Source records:

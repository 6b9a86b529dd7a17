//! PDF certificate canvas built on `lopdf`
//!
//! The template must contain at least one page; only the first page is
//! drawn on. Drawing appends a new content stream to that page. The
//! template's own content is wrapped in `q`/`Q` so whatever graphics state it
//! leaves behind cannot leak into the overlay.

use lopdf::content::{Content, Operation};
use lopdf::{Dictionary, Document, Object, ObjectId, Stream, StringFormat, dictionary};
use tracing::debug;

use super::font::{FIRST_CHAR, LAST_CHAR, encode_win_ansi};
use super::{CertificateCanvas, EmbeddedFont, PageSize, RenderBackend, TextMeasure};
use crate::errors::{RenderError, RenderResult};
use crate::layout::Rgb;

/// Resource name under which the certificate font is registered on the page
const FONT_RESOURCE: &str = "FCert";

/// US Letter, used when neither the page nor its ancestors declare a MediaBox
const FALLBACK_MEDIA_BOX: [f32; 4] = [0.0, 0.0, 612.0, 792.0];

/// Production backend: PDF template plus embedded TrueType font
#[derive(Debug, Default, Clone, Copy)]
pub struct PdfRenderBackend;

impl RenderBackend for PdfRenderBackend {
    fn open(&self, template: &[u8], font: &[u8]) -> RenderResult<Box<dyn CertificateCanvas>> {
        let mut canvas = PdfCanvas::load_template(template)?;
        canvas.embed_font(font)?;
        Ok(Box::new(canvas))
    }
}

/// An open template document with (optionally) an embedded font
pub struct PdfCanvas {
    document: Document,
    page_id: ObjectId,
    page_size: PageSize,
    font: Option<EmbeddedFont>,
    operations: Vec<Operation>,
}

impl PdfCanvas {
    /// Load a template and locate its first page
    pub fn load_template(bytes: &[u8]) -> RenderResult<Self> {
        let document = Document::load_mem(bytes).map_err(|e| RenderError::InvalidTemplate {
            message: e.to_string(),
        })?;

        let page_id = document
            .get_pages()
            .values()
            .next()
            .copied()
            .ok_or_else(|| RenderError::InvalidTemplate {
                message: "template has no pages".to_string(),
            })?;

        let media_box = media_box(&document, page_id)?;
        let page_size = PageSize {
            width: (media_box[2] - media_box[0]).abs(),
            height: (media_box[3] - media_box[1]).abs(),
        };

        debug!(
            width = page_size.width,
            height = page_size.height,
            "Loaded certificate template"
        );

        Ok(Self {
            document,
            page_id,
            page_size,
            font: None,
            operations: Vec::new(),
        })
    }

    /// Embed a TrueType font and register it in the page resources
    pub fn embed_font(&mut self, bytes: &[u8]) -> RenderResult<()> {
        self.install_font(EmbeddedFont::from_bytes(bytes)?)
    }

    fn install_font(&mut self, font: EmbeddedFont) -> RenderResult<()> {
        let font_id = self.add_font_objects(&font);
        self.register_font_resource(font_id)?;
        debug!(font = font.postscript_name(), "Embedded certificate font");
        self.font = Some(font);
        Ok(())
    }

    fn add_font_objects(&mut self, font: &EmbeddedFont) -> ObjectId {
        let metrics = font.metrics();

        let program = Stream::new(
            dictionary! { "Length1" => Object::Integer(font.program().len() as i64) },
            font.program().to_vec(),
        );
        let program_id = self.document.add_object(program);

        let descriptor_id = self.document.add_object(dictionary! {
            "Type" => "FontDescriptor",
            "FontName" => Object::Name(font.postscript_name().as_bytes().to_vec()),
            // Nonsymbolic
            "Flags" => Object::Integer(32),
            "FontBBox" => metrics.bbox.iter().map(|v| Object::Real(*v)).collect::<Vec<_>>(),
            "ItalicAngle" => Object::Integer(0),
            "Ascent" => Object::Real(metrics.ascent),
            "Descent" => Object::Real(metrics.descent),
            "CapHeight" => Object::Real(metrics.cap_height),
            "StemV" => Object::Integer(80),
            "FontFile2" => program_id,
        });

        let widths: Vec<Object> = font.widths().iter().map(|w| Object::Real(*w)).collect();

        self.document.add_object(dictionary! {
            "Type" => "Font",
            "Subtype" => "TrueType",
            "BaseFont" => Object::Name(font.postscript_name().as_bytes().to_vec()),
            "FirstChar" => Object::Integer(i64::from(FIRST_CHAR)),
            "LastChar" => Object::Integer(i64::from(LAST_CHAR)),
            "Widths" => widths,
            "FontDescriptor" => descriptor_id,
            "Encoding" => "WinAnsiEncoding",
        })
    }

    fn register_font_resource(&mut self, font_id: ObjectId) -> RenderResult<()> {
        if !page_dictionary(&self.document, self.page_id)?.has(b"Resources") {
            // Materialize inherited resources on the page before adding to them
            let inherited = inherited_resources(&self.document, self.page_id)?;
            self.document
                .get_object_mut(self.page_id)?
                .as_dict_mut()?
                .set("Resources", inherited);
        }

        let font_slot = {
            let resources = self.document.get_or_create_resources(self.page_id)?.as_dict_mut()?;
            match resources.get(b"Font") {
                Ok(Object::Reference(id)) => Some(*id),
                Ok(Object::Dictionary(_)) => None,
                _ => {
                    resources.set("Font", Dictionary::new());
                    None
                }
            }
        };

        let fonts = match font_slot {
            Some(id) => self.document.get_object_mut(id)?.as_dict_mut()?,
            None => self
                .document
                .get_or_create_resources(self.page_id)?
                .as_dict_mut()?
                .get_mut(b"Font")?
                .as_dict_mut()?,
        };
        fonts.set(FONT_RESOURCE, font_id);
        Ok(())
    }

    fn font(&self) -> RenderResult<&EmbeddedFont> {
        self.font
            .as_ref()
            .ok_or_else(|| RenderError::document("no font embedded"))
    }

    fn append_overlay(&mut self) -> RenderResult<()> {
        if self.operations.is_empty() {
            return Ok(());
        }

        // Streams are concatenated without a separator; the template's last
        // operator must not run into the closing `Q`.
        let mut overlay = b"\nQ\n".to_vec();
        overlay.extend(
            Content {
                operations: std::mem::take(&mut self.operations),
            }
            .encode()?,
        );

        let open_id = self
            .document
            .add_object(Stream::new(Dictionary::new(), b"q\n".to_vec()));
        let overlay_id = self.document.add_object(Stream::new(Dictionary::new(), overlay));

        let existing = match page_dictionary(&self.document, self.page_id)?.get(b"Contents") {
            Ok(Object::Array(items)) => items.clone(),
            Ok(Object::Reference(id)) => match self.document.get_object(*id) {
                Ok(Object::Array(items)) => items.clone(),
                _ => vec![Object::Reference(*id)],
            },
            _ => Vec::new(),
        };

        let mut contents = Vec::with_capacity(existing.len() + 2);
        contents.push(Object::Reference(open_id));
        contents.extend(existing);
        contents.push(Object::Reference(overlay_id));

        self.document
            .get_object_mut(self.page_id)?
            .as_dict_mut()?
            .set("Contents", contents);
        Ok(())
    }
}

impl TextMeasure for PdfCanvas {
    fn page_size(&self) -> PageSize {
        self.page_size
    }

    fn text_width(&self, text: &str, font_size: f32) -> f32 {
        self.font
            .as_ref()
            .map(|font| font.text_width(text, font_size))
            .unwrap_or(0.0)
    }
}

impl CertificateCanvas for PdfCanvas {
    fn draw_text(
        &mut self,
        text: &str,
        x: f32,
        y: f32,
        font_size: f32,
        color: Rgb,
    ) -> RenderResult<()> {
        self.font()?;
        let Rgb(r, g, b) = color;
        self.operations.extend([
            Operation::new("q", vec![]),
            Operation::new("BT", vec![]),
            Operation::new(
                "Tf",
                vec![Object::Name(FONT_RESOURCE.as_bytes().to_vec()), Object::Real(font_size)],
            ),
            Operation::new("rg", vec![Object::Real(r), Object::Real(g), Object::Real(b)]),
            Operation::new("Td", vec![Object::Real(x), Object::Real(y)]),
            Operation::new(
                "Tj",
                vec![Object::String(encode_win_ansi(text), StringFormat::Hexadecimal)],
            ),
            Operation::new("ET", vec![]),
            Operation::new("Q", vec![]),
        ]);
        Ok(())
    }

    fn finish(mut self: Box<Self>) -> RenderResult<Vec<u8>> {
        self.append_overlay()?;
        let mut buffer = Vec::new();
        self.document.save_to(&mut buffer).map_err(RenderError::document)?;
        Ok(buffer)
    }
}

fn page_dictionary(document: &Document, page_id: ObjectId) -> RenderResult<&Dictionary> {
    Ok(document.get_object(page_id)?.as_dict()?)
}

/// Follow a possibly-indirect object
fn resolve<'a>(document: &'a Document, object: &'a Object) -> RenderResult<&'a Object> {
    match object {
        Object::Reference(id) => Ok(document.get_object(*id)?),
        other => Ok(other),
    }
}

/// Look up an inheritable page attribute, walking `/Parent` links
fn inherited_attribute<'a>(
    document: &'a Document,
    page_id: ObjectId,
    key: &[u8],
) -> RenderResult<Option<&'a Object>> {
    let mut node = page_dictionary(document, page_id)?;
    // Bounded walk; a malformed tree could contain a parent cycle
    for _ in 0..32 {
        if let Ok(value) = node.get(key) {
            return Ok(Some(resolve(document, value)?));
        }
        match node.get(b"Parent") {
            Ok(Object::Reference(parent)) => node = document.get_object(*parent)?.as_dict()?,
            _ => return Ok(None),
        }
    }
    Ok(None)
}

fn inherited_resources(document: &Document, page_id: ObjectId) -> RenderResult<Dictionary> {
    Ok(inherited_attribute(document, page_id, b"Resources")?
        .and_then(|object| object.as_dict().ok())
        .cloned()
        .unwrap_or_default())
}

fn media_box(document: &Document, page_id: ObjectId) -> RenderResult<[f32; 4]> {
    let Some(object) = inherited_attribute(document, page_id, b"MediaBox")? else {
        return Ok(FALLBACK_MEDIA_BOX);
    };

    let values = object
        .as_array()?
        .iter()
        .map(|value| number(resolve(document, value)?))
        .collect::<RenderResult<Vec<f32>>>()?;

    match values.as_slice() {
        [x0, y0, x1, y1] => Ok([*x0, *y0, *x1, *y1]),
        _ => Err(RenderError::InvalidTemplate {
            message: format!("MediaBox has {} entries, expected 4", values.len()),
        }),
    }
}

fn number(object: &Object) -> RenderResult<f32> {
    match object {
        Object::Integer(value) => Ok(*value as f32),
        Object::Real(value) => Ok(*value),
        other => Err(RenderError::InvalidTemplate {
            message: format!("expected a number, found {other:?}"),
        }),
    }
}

## [WORK TO BE COMPLETED]
Exactly as written, reproduce the lines of the data above from the first line through the line where "use tracing::debug;" appears.

## [RESPONSE TO THIS TASK]
repository 6b9a86b529dd7a17
//! PDF certificate canvas built on `lopdf`
//!
//! The template must contain at least one page; only the first page is
//! drawn on. Drawing appends a new content stream to that page. The
//! template's own content is wrapped in `q`/`Q` so whatever graphics state it
//! leaves behind cannot leak into the overlay.

use lopdf::content::{Content, Operation};
use lopdf::{Dictionary, Document, Object, ObjectId, Stream, StringFormat, dictionary};
use tracing::debug;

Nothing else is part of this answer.